About> Podcast> S02E1: The Next Solar Superpower? India’s 10M Rooftop Plan Reshaping Global Energy

S02E1: The Next Solar Superpower? India’s 10M Rooftop Plan

In the first episode of Season 2 of The OpenSolar Podcast, host Andrew Birch speaks with Preeti Bajaj, CEO of Luminous India, about one of the fastest-growing solar markets in the world.

The conversation explores why India’s rooftop solar market may be entering its most important growth phase yet, and why its path could look very different from the US, Europe, or Australia.

 

Also available to stream on Apple and Spotify.

How India’s solar journey really started

Preeti’s path into solar began in Australia, one of the earliest markets to adopt rooftop systems at scale. Watching rooftop panels turn homes into miniature power stations, she became convinced that energy generation was shifting away from centralised utilities and into the hands of consumers.

That experience still shapes how she sees India today — not just as a technology transition, but as a way for households to gain more control over how they access and manage electricity.

The policy that accelerated everything

India’s solar growth has been building for years, but a clear inflection point came when the government committed to installing rooftop solar on 10 million homes.

With subsidies covering up to half the system cost, and some states offering even more, payback periods in parts of India fell from roughly four years to closer to two. Rooftop solar suddenly became financially viable for millions of households that had previously been priced out of the market.
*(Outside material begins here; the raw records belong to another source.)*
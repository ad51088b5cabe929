//! Inventory ledger: the only code that decrements medicine stock.
//!
//! Stock never goes below zero. A prescription and its stock decrement are
//! committed together or not at all, and concurrent prescriptions against
//! the same medicine cannot over-draw it.

use chrono::Utc;
use sqlx::SqlitePool;

use crate::error::ClinicError;
use crate::models::{MedicineRow, PrescribeRequest, PrescriptionListRow, PrescriptionRow};
use crate::store::medicines::MEDICINE_COLUMNS;

const PRESCRIPTION_COLUMNS: &str =
    "id, appointment_id, medicine_id, dosage, quantity, instructions, created_at";

/// Write a prescription and take its quantity out of stock, atomically.
///
/// The conditional decrement is the first statement of the transaction, so
/// the writer lock is taken before any stock value is looked at and the
/// `stock >= quantity` guard is evaluated against committed state. A caller
/// that loses the race sees `InsufficientStock`, never a negative balance.
pub async fn prescribe(
    pool: &SqlitePool,
    req: &PrescribeRequest,
) -> Result<PrescriptionRow, ClinicError> {
    req.validate()?;

    let mut tx = pool.begin().await?;

    let remaining: Option<i64> = sqlx::query_scalar(
        r#"
        UPDATE medicines
        SET stock = stock - ?1
        WHERE id = ?2
          AND stock >= ?1
        RETURNING stock
        "#,
    )
    .bind(req.quantity)
    .bind(req.medicine_id)
    .fetch_optional(&mut *tx)
    .await?;

    let Some(remaining) = remaining else {
        let available: Option<i64> = sqlx::query_scalar("SELECT stock FROM medicines WHERE id = ?1")
            .bind(req.medicine_id)
            .fetch_optional(&mut *tx)
            .await?;

        // dropping tx rolls back
        return Err(match available {
            None => ClinicError::not_found("medicine", req.medicine_id),
            Some(available) => {
                tracing::warn!(
                    medicine_id = req.medicine_id,
                    requested = req.quantity,
                    available,
                    "prescription refused: insufficient stock"
                );
                ClinicError::InsufficientStock {
                    medicine_id: req.medicine_id,
                    requested: req.quantity,
                    available,
                }
            }
        });
    };

    let appointment: Option<i64> = sqlx::query_scalar("SELECT id FROM appointments WHERE id = ?1")
        .bind(req.appointment_id)
        .fetch_optional(&mut *tx)
        .await?;
    if appointment.is_none() {
        return Err(ClinicError::not_found("appointment", req.appointment_id));
    }

    let row = sqlx::query_as::<_, PrescriptionRow>(&format!(
        r#"
        INSERT INTO prescriptions (appointment_id, medicine_id, dosage, quantity, instructions, created_at)
        VALUES (?1, ?2, ?3, ?4, ?5, ?6)
        RETURNING {PRESCRIPTION_COLUMNS}
        "#
    ))
    .bind(req.appointment_id)
    .bind(req.medicine_id)
    .bind(req.dosage.trim())
    .bind(req.quantity)
    .bind(crate::models::clean_opt(req.instructions.as_deref()))
    .bind(Utc::now())
    .fetch_one(&mut *tx)
    .await?;

    tx.commit().await?;

    tracing::info!(
        prescription_id = row.id,
        medicine_id = row.medicine_id,
        quantity = row.quantity,
        remaining,
        "prescription written"
    );
    Ok(row)
}

/// Administrative stock override. Sets the value as given; past prescriptions
/// are not touched.
pub async fn adjust_stock(
    pool: &SqlitePool,
    medicine_id: i64,
    new_stock: i64,
) -> Result<MedicineRow, ClinicError> {
    if new_stock < 0 {
        return Err(ClinicError::InvalidStock(new_stock));
    }

    let row = sqlx::query_as::<_, MedicineRow>(&format!(
        r#"
        UPDATE medicines
        SET stock = ?1
        WHERE id = ?2
        RETURNING {MEDICINE_COLUMNS}
        "#
    ))
    .bind(new_stock)
    .bind(medicine_id)
    .fetch_optional(pool)
    .await?
    .ok_or_else(|| ClinicError::not_found("medicine", medicine_id))?;

    tracing::info!(medicine_id, stock = new_stock, "stock adjusted");
    Ok(row)
}

pub async fn get_prescription(pool: &SqlitePool, id: i64) -> Result<PrescriptionRow, ClinicError> {
    sqlx::query_as::<_, PrescriptionRow>(&format!(
        "SELECT {PRESCRIPTION_COLUMNS} FROM prescriptions WHERE id = ?1"
    ))
    .bind(id)
    .fetch_optional(pool)
    .await?
    .ok_or_else(|| ClinicError::not_found("prescription", id))
}

const LIST_SELECT: &str = r#"
    SELECT
      rx.id,
      rx.appointment_id,
      rx.medicine_id,
      m.name AS medicine_name,
      p.name AS patient_name,
      rx.dosage,
      rx.quantity,
      rx.instructions,
      rx.created_at
    FROM prescriptions rx
    JOIN medicines m ON m.id = rx.medicine_id
    JOIN appointments a ON a.id = rx.appointment_id
    JOIN patients p ON p.id = a.patient_id
"#;

pub async fn list_prescriptions(pool: &SqlitePool) -> Result<Vec<PrescriptionListRow>, ClinicError> {
    let rows = sqlx::query_as::<_, PrescriptionListRow>(&format!("{LIST_SELECT} ORDER BY rx.id ASC"))
        .fetch_all(pool)
        .await?;
    Ok(rows)
}

pub async fn list_for_appointment(
    pool: &SqlitePool,
    appointment_id: i64,
) -> Result<Vec<PrescriptionListRow>, ClinicError> {
    let rows = sqlx::query_as::<_, PrescriptionListRow>(&format!(
        "{LIST_SELECT} WHERE rx.appointment_id = ?1 ORDER BY rx.id ASC"
    ))
    .bind(appointment_id)
    .fetch_all(pool)
    .await?;
    Ok(rows)
}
The scale of that target created something India’s rooftop market had previously lacked: predictable demand. That gave manufacturers confidence to expand local production, encouraged financing activity, and made it viable for installers to grow beyond fragmented regional operations.

But as Preeti points out, building an industry around subsidies is not the same thing as building a durable market.

Despite the momentum, India is still early in its rooftop solar transition. Solar penetration remains below 1% across roughly 340 million households, meaning even modest increases in adoption could translate into millions of additional installations over the next decade.

A completely different cost reality

One of the biggest differences between India and more mature markets is cost. In the US, a residential system can cost tens of thousands of dollars and take months to install. In India, systems are closer to $1,000 and can often be installed within hours.

That radically different cost structure changes the economics of adoption entirely. Rooftop solar in India is less constrained by financing complexity or lengthy permitting processes, and more dependent on maintaining quality and trust across a highly fragmented installer market.

Competition is intense, consumers are highly price-sensitive, and product performance matters enormously in a market operating at this scale.

Building India’s industry as it scales

India’s rooftop solar market is expanding at extraordinary speed, but much of the industry infrastructure is still being built in parallel.

“We are building the plane while flying it,” Preeti says.

Unlike more mature solar markets, India is simultaneously scaling deployment while developing the installer networks, technical workforce, supply chains, and operational systems needed to support long-term growth.

That challenge is magnified by the sheer complexity of the market itself: 28 states, thousands of local jurisdictions, multiple languages, and regions where infrastructure can still be inconsistent.

Why energy independence already matters

In many Western markets, home batteries are still treated as a premium upgrade. In India, inverter-battery systems have been a household necessity for decades because of inconsistent grid reliability, which gives India a very different starting point for residential energy storage adoption.

Preeti puts it simply: “Being self-reliant for power is something consumers are used to.”

That familiarity matters. Rooftop solar feels less like a behavioural shift and more like an extension of an existing habit of managing power reliability at the household level.

The next shift may be batteries

Net metering still dominates across most of India, meaning homeowners are primarily rewarded for exporting excess solar back to the grid. As markets like California and Australia have shown, that can slow battery adoption by reducing the financial incentive to store energy at home. 

But that may not last forever. Time-of-use electricity pricing — where power becomes more expensive during peak demand periods — has been widely discussed in India and was expected to begin rolling out in 2025, though implementation has so far been delayed.

Preeti believes the shift is still coming. If it does, the economics of storage could change quickly. Combined with India’s existing familiarity with backup batteries and growing pressure on the grid during peak demand, the foundations for a large-scale battery market may already be forming.

What happens after the 10 million target

The government’s target is driving growth today, but it won’t define the long-term market.

“The challenge… is that we don’t become a subsidy-dependent industry,” Preeti says.

The long-term test will be whether rooftop solar continues to make economic sense once subsidies eventually decline, and whether companies can continue scaling on the strength of economics, reliability, and consumer demand rather than policy support alone.

So, is India the next solar superpower?

India has the scale, the demand, and the momentum.

The country is still early in its rooftop solar transition, but the conditions driving growth are now aligning at enormous scale: rising electricity demand, improving affordability, strong policy support, and a population already familiar with managing energy independently.

There is also a growing sense of national ambition behind the energy transition, particularly around expanding domestic manufacturing capacity and reducing reliance on imported energy technologies.

If adoption continues accelerating, India may not just become one of the world’s largest solar markets, but one of the most influential examples of how emerging economies electrify.